BEGIN Extracted data
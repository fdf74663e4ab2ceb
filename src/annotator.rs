//! # Simulated Annotation
//!
//! Answers candidate pairs from ground truth, standing in for a human
//! annotator. An error model can corrupt a controlled fraction of each
//! batch to study how annotation mistakes propagate, and a conflict policy
//! decides what happens when the manager rejects a submission: drop the
//! pair, or flip the judgment and resubmit.
//!
//! A flipped resubmission always lands, since a rejected constraint proves
//! its opposite is already in force.

use crate::constraints::{ConstraintError, ConstraintManager};
use crate::model::{AnnotationRecord, ConstraintKind, GroundTruth};
use rand::rngs::StdRng;
use rand::SeedableRng;
use rustc_hash::FxHashSet;
use serde::{Deserialize, Serialize};
use thiserror::Error;

/// Failures while answering a batch. Conflicts never surface here; they
/// are resolved by the configured [`ConflictPolicy`].
#[derive(Debug, Clone, PartialEq, Eq, Error)]
pub enum AnnotatorError {
    /// A sampled point has no ground-truth label.
    #[error("no ground-truth label for {0:?}")]
    MissingTruth(String),

    /// The manager rejected the pair itself, not the judgment.
    #[error(transparent)]
    Constraint(#[from] ConstraintError),
}

/// What to do when a submission contradicts the established closure.
#[derive(Debug, Clone, Copy, PartialEq, Eq, Serialize, Deserialize)]
#[serde(rename_all = "snake_case")]
pub enum ConflictPolicy {
    /// Drop the pair; no constraint is recorded for it.
    Skip,
    /// Resubmit the opposite judgment, which the closure already implies.
    Flip,
}

/// Where corrupted pairs sit within a batch's submission order.
#[derive(Debug, Clone, Copy, PartialEq, Eq, Serialize, Deserialize)]
#[serde(rename_all = "snake_case")]
pub enum ErrorPlacement {
    /// Corrupt pairs in place, keeping the sampled order.
    AsSampled,
    /// Submit all correct pairs first, then the corrupted ones, so that
    /// accumulated correct closure gets a chance to expose each error as a
    /// conflict.
    Deferred,
}

/// Seeded corruption of a fraction of each batch.
#[derive(Debug)]
pub struct ErrorModel {
    rate: f64,
    placement: ErrorPlacement,
    rng: StdRng,
}

impl ErrorModel {
    pub fn new(rate: f64, placement: ErrorPlacement, seed: u64) -> Self {
        debug_assert!((0.0..=1.0).contains(&rate));
        Self {
            rate,
            placement,
            rng: StdRng::seed_from_u64(seed),
        }
    }

    /// No corruption; batches pass through untouched.
    pub fn none() -> Self {
        Self::new(0.0, ErrorPlacement::AsSampled, 0)
    }

    pub fn rate(&self) -> f64 {
        self.rate
    }

    /// Arrange the batch for submission, marking which pairs to corrupt.
    ///
    /// Picks `floor(len * rate)` distinct positions. Under
    /// [`ErrorPlacement::Deferred`] the corrupted pairs move to the back,
    /// preserving relative order on both sides of the split.
    fn plan(&mut self, batch: Vec<(String, String)>) -> Vec<((String, String), bool)> {
        let k = (batch.len() as f64 * self.rate).floor() as usize;
        let chosen: FxHashSet<usize> = rand::seq::index::sample(&mut self.rng, batch.len(), k)
            .into_iter()
            .collect();

        let mut planned: Vec<((String, String), bool)> = batch
            .into_iter()
            .enumerate()
            .map(|(i, pair)| (pair, chosen.contains(&i)))
            .collect();
        if self.placement == ErrorPlacement::Deferred {
            planned.sort_by_key(|(_, corrupt)| *corrupt);
        }
        planned
    }
}

/// Ground-truth oracle plus error model and conflict policy.
#[derive(Debug)]
pub struct SimulatedAnnotator {
    truth: GroundTruth,
    policy: ConflictPolicy,
    errors: ErrorModel,
}

impl SimulatedAnnotator {
    pub fn new(truth: GroundTruth, policy: ConflictPolicy, errors: ErrorModel) -> Self {
        Self {
            truth,
            policy,
            errors,
        }
    }

    /// Faithful annotator: no corruption, conflicts skipped.
    pub fn faithful(truth: GroundTruth) -> Self {
        Self::new(truth, ConflictPolicy::Skip, ErrorModel::none())
    }

    pub fn truth(&self) -> &GroundTruth {
        &self.truth
    }

    /// The true relation between two points.
    pub fn truth_kind(&self, a: &str, b: &str) -> Result<ConstraintKind, AnnotatorError> {
        let la = self
            .truth
            .get(a)
            .ok_or_else(|| AnnotatorError::MissingTruth(a.to_string()))?;
        let lb = self
            .truth
            .get(b)
            .ok_or_else(|| AnnotatorError::MissingTruth(b.to_string()))?;
        Ok(if la == lb {
            ConstraintKind::MustLink
        } else {
            ConstraintKind::CannotLink
        })
    }

    /// Annotate a batch of candidate pairs against the manager.
    ///
    /// Returns one audit record per pair in submission order. `erroneous`
    /// always compares the *effective* judgment to ground truth, so a
    /// conflict that flips an injected error back to the truth is counted
    /// as correct.
    pub fn annotate_batch(
        &mut self,
        manager: &mut ConstraintManager,
        batch: Vec<(String, String)>,
    ) -> Result<Vec<AnnotationRecord>, AnnotatorError> {
        let planned = self.errors.plan(batch);
        let mut records = Vec::with_capacity(planned.len());

        for ((point_a, point_b), corrupt) in planned {
            let truth = self.truth_kind(&point_a, &point_b)?;
            let intended = if corrupt { truth.inverse() } else { truth };

            let record = match manager.add_constraint(&point_a, &point_b, intended) {
                Ok(_) => AnnotationRecord {
                    point_a,
                    point_b,
                    kind: intended,
                    erroneous: intended != truth,
                    conflict: false,
                    applied: true,
                },
                Err(ConstraintError::Conflict { .. }) => match self.policy {
                    ConflictPolicy::Skip => AnnotationRecord {
                        point_a,
                        point_b,
                        kind: intended,
                        erroneous: intended != truth,
                        conflict: true,
                        applied: false,
                    },
                    ConflictPolicy::Flip => {
                        let flipped = intended.inverse();
                        manager.add_constraint(&point_a, &point_b, flipped)?;
                        AnnotationRecord {
                            point_a,
                            point_b,
                            kind: flipped,
                            erroneous: flipped != truth,
                            conflict: true,
                            applied: true,
                        }
                    }
                },
                Err(err) => return Err(err.into()),
            };
            records.push(record);
        }
        Ok(records)
    }
}

#[cfg(test)]
mod tests {
    use super::*;
    use crate::model::Universe;

    fn truth_two_groups() -> GroundTruth {
        GroundTruth::from([
            ("a1".to_string(), "g1".to_string()),
            ("a2".to_string(), "g1".to_string()),
            ("b1".to_string(), "g2".to_string()),
            ("b2".to_string(), "g2".to_string()),
        ])
    }

    fn manager_for(truth: &GroundTruth) -> ConstraintManager {
        ConstraintManager::new(Universe::new(truth.keys().cloned()))
    }

    #[test]
    fn test_faithful_annotation_matches_truth() {
        let truth = truth_two_groups();
        let mut manager = manager_for(&truth);
        let mut annotator = SimulatedAnnotator::faithful(truth);

        let records = annotator
            .annotate_batch(
                &mut manager,
                vec![
                    ("a1".to_string(), "a2".to_string()),
                    ("a1".to_string(), "b1".to_string()),
                ],
            )
            .unwrap();

        assert_eq!(records[0].kind, ConstraintKind::MustLink);
        assert_eq!(records[1].kind, ConstraintKind::CannotLink);
        assert!(records.iter().all(|r| !r.erroneous && !r.conflict && r.applied));
        assert_eq!(manager.constraint_count(), 2);
    }

    #[test]
    fn test_error_count_is_floor_of_rate() {
        let truth = truth_two_groups();
        let mut manager = manager_for(&truth);
        let mut annotator = SimulatedAnnotator::new(
            truth,
            ConflictPolicy::Skip,
            ErrorModel::new(0.5, ErrorPlacement::AsSampled, 11),
        );

        // Disjoint pairs so no conflicts can mask the injected errors.
        let records = annotator
            .annotate_batch(
                &mut manager,
                vec![
                    ("a1".to_string(), "a2".to_string()),
                    ("b1".to_string(), "b2".to_string()),
                    ("a1".to_string(), "b1".to_string()),
                ],
            )
            .unwrap();

        let erroneous = records.iter().filter(|r| r.erroneous).count();
        assert_eq!(erroneous, 1);
    }

    #[test]
    fn test_deferred_placement_moves_errors_last() {
        let truth = truth_two_groups();
        let mut manager = manager_for(&truth);
        let mut annotator = SimulatedAnnotator::new(
            truth,
            ConflictPolicy::Skip,
            ErrorModel::new(0.5, ErrorPlacement::Deferred, 3),
        );

        let records = annotator
            .annotate_batch(
                &mut manager,
                vec![
                    ("a1".to_string(), "a2".to_string()),
                    ("b1".to_string(), "b2".to_string()),
                    ("a1".to_string(), "b1".to_string()),
                    ("a2".to_string(), "b2".to_string()),
                ],
            )
            .unwrap();

        // Two of four corrupted; all correct submissions come first.
        let first_error = records.iter().position(|r| r.erroneous || r.conflict);
        let last_clean = records
            .iter()
            .rposition(|r| !r.erroneous && !r.conflict)
            .unwrap();
        if let Some(first_error) = first_error {
            assert!(last_clean < first_error);
        }
    }

    #[test]
    fn test_flip_policy_restores_truth_on_caught_error() {
        let truth = truth_two_groups();
        let mut manager = manager_for(&truth);
        manager
            .add_constraint("a1", "a2", ConstraintKind::MustLink)
            .unwrap();

        // Rate 1.0 corrupts the whole batch; the closure catches it.
        let mut annotator = SimulatedAnnotator::new(
            truth,
            ConflictPolicy::Flip,
            ErrorModel::new(1.0, ErrorPlacement::AsSampled, 0),
        );
        let records = annotator
            .annotate_batch(
                &mut manager,
                vec![("a1".to_string(), "a2".to_string())],
            )
            .unwrap();

        let record = &records[0];
        assert!(record.conflict);
        assert!(record.applied);
        assert_eq!(record.kind, ConstraintKind::MustLink);
        assert!(!record.erroneous);
    }

    #[test]
    fn test_skip_policy_drops_conflicting_pair() {
        let truth = truth_two_groups();
        let mut manager = manager_for(&truth);
        manager
            .add_constraint("a1", "a2", ConstraintKind::MustLink)
            .unwrap();
        let stats = manager.stats();

        let mut annotator = SimulatedAnnotator::new(
            truth,
            ConflictPolicy::Skip,
            ErrorModel::new(1.0, ErrorPlacement::AsSampled, 0),
        );
        let records = annotator
            .annotate_batch(
                &mut manager,
                vec![("a1".to_string(), "a2".to_string())],
            )
            .unwrap();

        let record = &records[0];
        assert!(record.conflict);
        assert!(!record.applied);
        assert_eq!(record.kind, ConstraintKind::CannotLink);
        assert!(record.erroneous);
        assert!(record.annotation().is_none());
        assert_eq!(manager.stats(), stats);
    }

    #[test]
    fn test_missing_truth_is_fatal() {
        let truth = truth_two_groups();
        let mut manager = ConstraintManager::new(Universe::new(["a1", "zz"]));
        let mut annotator = SimulatedAnnotator::faithful(truth);

        let err = annotator
            .annotate_batch(&mut manager, vec![("a1".to_string(), "zz".to_string())])
            .unwrap_err();
        assert_eq!(err, AnnotatorError::MissingTruth("zz".to_string()));
    }
}
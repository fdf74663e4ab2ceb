//! # Disjoint Set Union
//!
//! Union-find over the dense point indices of a universe, backing the
//! must-link equivalence classes. Path halving on the mutable find keeps
//! chains short; union by rank keeps trees shallow. A non-compressing find
//! lets read-only queries run against a shared reference.

use crate::model::PointIdx;

/// Union-find with union by rank and path halving.
#[derive(Debug, Clone)]
pub struct DisjointSets {
    parent: Vec<u32>,
    rank: Vec<u8>,
    set_count: usize,
}

impl DisjointSets {
    /// Create `n` singleton sets, one per dense index.
    pub fn new(n: usize) -> Self {
        Self {
            parent: (0..n as u32).collect(),
            rank: vec![0; n],
            set_count: n,
        }
    }

    pub fn len(&self) -> usize {
        self.parent.len()
    }

    pub fn is_empty(&self) -> bool {
        self.parent.is_empty()
    }

    /// Number of disjoint sets currently alive.
    #[inline]
    pub fn set_count(&self) -> usize {
        self.set_count
    }

    /// Representative of `x` without mutating the forest.
    ///
    /// Queries go through this so that lookups work on `&self`; the chains
    /// it walks were already shortened by [`find_compress`] during unions.
    ///
    /// [`find_compress`]: DisjointSets::find_compress
    #[inline]
    pub fn find(&self, x: PointIdx) -> PointIdx {
        let mut i = x.0;
        while self.parent[i as usize] != i {
            i = self.parent[i as usize];
        }
        PointIdx(i)
    }

    /// Representative of `x`, halving the path on the way up.
    #[inline]
    pub fn find_compress(&mut self, x: PointIdx) -> PointIdx {
        let mut i = x.0;
        while self.parent[i as usize] != i {
            self.parent[i as usize] = self.parent[self.parent[i as usize] as usize];
            i = self.parent[i as usize];
        }
        PointIdx(i)
    }

    /// Whether `a` and `b` are in the same set.
    #[inline]
    pub fn same_set(&self, a: PointIdx, b: PointIdx) -> bool {
        self.find(a) == self.find(b)
    }

    /// Merge the sets containing `a` and `b`.
    ///
    /// Returns `Some((winner, loser))` with the surviving and absorbed
    /// representatives, or `None` if the two were already in one set.
    pub fn union(&mut self, a: PointIdx, b: PointIdx) -> Option<(PointIdx, PointIdx)> {
        let ra = self.find_compress(a);
        let rb = self.find_compress(b);
        if ra == rb {
            return None;
        }

        let (winner, loser) = match self.rank[ra.index()].cmp(&self.rank[rb.index()]) {
            std::cmp::Ordering::Less => (rb, ra),
            std::cmp::Ordering::Greater => (ra, rb),
            std::cmp::Ordering::Equal => {
                self.rank[ra.index()] += 1;
                (ra, rb)
            }
        };

        self.parent[loser.index()] = winner.0;
        self.set_count -= 1;
        Some((winner, loser))
    }

    /// Current representative of every index, in index order.
    pub fn representatives(&self) -> impl Iterator<Item = PointIdx> + '_ {
        (0..self.parent.len() as u32).map(|i| self.find(PointIdx(i)))
    }
}

#[cfg(test)]
mod tests {
    use super::*;

    #[test]
    fn test_singletons() {
        let dsu = DisjointSets::new(4);
        assert_eq!(dsu.set_count(), 4);
        for i in 0..4 {
            assert_eq!(dsu.find(PointIdx(i)), PointIdx(i));
        }
    }

    #[test]
    fn test_union_merges_and_counts() {
        let mut dsu = DisjointSets::new(5);
        assert!(dsu.union(PointIdx(0), PointIdx(1)).is_some());
        assert_eq!(dsu.set_count(), 4);
        assert!(dsu.same_set(PointIdx(0), PointIdx(1)));
        assert!(!dsu.same_set(PointIdx(0), PointIdx(2)));

        // Union within one set is a no-op.
        assert!(dsu.union(PointIdx(1), PointIdx(0)).is_none());
        assert_eq!(dsu.set_count(), 4);
    }

    #[test]
    fn test_union_reports_winner_and_loser() {
        let mut dsu = DisjointSets::new(4);
        let (winner, loser) = dsu.union(PointIdx(0), PointIdx(1)).unwrap();
        assert_ne!(winner, loser);
        assert_eq!(dsu.find(loser), winner);

        // Ranked root absorbs the singleton.
        let (winner2, loser2) = dsu.union(PointIdx(0), PointIdx(2)).unwrap();
        assert_eq!(winner2, winner);
        assert_eq!(loser2, PointIdx(2));
    }

    #[test]
    fn test_transitivity_through_chains() {
        let mut dsu = DisjointSets::new(8);
        for i in 0..7 {
            dsu.union(PointIdx(i), PointIdx(i + 1));
        }
        assert_eq!(dsu.set_count(), 1);
        assert!(dsu.same_set(PointIdx(0), PointIdx(7)));
        assert!(dsu.same_set(PointIdx(3), PointIdx(6)));
    }

    #[test]
    fn test_read_only_find_agrees_with_compressing_find() {
        let mut dsu = DisjointSets::new(16);
        for i in (0..16).step_by(2) {
            dsu.union(PointIdx(i), PointIdx(i + 1));
        }
        dsu.union(PointIdx(0), PointIdx(4));
        dsu.union(PointIdx(4), PointIdx(8));

        for i in 0..16 {
            let frozen = dsu.find(PointIdx(i));
            let compressed = dsu.find_compress(PointIdx(i));
            assert_eq!(frozen, compressed);
        }
    }
}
END Extracted data
Exercise prompt:
Read through the entries above, and wherever a line holds the string "pairs", copy it.

Result below:
//! Answers candidate pairs from ground truth, standing in for a human
/// Where corrupted pairs sit within a batch's submission order.
    /// Corrupt pairs in place, keeping the sampled order.
    /// Submit all correct pairs first, then the corrupted ones, so that
    /// Arrange the batch for submission, marking which pairs to corrupt.
    /// [`ErrorPlacement::Deferred`] the corrupted pairs move to the back,
    /// Annotate a batch of candidate pairs against the manager.
        // Disjoint pairs so no conflicts can mask the injected errors.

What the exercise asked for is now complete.